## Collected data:
··········

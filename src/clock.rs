use chrono::{DateTime, Utc};

pub trait Clock: Send + Sync {
    fn now(&self) -> DateTime<Utc>;
}

#[derive(Debug, Default, Clone, Copy)]
pub struct SystemClock;

impl Clock for SystemClock {
    fn now(&self) -> DateTime<Utc> {
        Utc::now()
    }
}

#[cfg(test)]
pub mod testing {
    use chrono::{DateTime, Duration, Utc};
    use parking_lot::Mutex;

    use super::Clock;

    /// Clock that only moves when told to.
    pub struct ManualClock {
        now: Mutex<DateTime<Utc>>,
    }

    impl ManualClock {
        pub fn new(start: DateTime<Utc>) -> Self {
            Self {
                now: Mutex::new(start),
            }
        }

        pub fn advance(&self, by: Duration) {
            *self.now.lock() += by;
        }
    }

    impl Clock for ManualClock {
        fn now(&self) -> DateTime<Utc> {
            *self.now.lock()
        }
    }
}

··········

## Problem details:
Repeat word for word each line from the one with "pub fn advance(&self, by: Duration)" to the end of the records above, inclusive.

## Exercise answer:
        pub fn advance(&self, by: Duration) {
            *self.now.lock() += by;
        }
    }

    impl Clock for ManualClock {
        fn now(&self) -> DateTime<Utc> {
            *self.now.lock()
        }
    }
}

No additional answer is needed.